Data items
_ _ _ _
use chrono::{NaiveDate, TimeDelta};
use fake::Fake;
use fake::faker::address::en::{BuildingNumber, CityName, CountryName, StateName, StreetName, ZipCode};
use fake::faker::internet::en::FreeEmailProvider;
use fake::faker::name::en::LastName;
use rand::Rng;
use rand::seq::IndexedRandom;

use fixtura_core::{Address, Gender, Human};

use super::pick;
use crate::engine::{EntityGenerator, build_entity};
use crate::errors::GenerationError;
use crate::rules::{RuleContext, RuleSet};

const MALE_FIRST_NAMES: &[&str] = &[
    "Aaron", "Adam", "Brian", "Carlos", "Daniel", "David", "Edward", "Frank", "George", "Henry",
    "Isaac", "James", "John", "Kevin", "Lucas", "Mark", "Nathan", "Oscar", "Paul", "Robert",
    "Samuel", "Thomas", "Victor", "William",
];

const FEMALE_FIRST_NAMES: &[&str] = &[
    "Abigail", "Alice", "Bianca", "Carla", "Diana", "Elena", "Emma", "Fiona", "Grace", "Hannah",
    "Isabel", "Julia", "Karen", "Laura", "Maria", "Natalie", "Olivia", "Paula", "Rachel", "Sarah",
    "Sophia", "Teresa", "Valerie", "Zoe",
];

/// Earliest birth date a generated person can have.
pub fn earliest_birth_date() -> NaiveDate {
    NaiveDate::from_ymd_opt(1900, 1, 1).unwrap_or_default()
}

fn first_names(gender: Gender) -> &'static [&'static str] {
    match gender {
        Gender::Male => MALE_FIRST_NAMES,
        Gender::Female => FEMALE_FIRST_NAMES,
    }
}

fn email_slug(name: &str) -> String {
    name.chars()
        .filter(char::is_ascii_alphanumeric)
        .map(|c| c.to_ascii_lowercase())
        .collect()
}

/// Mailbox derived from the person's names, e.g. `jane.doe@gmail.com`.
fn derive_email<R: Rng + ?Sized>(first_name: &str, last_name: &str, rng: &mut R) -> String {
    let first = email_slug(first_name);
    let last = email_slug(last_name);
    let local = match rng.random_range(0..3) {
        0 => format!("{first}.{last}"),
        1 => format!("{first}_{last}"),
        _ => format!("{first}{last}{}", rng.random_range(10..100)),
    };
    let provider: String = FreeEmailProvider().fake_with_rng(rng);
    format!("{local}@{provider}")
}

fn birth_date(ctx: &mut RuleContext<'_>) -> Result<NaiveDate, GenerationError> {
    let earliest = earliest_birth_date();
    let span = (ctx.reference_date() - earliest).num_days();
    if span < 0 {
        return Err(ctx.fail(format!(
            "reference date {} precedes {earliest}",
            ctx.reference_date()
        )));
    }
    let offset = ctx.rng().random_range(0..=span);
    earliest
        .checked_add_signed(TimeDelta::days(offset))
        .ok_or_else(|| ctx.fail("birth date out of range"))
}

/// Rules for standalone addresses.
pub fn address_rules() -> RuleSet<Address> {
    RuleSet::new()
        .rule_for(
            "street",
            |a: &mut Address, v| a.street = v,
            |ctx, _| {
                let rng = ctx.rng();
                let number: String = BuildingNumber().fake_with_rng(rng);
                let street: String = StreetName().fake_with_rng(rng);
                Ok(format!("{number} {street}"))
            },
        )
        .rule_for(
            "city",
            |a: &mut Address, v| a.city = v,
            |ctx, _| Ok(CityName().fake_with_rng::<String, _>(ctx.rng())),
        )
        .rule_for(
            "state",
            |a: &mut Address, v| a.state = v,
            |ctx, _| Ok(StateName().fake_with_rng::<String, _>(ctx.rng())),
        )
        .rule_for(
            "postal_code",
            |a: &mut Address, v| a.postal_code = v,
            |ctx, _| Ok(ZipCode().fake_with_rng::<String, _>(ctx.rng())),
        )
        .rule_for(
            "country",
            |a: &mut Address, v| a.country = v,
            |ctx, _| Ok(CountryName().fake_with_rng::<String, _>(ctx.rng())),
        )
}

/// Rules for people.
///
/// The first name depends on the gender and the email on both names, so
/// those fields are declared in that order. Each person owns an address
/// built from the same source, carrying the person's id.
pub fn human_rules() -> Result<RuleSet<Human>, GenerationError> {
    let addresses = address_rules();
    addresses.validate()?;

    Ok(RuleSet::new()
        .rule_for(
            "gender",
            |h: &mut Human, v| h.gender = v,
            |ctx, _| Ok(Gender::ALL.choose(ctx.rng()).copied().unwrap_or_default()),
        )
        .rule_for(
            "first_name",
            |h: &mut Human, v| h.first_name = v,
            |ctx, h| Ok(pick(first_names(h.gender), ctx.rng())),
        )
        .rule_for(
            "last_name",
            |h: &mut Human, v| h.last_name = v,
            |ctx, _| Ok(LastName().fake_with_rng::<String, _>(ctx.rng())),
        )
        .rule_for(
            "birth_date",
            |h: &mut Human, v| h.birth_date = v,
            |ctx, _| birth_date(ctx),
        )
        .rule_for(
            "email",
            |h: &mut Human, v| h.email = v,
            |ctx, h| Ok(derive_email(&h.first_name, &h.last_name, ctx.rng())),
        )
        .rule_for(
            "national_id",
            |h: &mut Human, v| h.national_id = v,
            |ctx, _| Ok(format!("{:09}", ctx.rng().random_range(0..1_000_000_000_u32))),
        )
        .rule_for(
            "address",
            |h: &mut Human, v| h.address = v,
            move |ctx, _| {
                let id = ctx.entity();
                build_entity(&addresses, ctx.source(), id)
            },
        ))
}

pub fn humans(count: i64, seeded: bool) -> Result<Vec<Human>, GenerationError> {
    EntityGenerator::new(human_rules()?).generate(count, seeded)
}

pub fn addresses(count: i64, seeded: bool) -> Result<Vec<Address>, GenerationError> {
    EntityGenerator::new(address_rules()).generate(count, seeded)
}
_ _ _ _
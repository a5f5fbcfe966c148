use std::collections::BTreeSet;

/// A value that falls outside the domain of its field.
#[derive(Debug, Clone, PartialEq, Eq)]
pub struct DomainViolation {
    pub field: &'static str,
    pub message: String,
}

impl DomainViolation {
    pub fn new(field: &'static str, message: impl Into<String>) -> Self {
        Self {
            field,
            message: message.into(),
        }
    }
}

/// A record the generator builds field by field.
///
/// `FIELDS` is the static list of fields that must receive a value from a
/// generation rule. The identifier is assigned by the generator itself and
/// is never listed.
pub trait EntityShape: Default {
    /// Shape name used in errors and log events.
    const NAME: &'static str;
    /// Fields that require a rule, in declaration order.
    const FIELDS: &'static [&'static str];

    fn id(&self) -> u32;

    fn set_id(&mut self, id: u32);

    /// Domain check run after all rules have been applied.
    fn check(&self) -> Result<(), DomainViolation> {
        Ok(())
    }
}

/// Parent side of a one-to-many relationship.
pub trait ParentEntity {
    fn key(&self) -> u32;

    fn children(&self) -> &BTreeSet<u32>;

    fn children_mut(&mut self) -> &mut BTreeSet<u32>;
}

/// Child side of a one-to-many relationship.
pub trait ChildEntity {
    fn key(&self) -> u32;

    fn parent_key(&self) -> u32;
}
_ _ _ _
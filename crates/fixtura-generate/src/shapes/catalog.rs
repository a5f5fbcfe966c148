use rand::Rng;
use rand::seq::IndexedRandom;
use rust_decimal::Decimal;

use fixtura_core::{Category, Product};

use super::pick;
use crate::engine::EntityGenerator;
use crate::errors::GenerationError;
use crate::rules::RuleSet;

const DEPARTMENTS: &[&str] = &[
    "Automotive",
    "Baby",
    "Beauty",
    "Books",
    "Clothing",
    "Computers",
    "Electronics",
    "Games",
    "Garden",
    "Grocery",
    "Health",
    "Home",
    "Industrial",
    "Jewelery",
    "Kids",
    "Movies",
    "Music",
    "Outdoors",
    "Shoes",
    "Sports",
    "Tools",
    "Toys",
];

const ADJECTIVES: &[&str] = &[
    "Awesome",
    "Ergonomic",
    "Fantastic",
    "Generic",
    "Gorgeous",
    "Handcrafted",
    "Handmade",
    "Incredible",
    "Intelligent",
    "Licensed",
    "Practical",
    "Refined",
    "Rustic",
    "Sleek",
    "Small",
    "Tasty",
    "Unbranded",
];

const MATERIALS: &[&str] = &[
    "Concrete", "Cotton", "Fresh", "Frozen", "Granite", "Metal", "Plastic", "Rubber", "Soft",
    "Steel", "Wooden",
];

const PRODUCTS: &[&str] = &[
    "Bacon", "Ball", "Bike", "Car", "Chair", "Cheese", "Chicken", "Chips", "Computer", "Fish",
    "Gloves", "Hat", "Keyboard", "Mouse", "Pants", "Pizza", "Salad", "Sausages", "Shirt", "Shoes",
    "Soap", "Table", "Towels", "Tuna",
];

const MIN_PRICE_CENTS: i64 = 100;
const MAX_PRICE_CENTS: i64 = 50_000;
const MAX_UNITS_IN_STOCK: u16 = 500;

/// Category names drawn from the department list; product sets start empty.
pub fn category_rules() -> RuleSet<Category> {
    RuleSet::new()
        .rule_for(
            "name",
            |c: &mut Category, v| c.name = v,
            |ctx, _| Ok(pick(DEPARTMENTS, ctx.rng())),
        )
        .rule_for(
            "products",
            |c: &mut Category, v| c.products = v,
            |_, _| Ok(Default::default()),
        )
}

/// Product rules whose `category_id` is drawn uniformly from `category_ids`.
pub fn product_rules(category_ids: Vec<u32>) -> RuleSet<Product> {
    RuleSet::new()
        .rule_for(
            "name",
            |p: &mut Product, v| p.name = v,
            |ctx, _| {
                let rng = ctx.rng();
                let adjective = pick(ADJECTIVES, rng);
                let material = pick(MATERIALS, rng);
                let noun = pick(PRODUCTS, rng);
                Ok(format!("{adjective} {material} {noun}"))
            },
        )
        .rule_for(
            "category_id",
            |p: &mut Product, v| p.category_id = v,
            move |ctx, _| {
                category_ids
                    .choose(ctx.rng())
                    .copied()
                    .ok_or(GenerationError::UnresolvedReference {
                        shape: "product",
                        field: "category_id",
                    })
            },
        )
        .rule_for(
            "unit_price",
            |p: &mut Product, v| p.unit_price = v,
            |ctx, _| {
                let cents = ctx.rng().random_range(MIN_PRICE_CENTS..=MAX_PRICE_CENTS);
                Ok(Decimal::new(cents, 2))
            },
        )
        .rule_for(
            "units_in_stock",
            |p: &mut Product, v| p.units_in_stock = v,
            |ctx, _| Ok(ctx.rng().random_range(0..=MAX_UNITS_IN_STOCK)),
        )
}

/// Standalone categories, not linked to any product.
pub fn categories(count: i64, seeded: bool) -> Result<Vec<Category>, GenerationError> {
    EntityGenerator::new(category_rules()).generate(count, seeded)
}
_ _ _ _
## PROBLEM TO SOLVE
When the word "message" occurs in a line above, list that line.

## EXERCISE RESULT
    pub message: String,
    pub fn new(field: &'static str, message: impl Into<String>) -> Self {
            message: message.into(),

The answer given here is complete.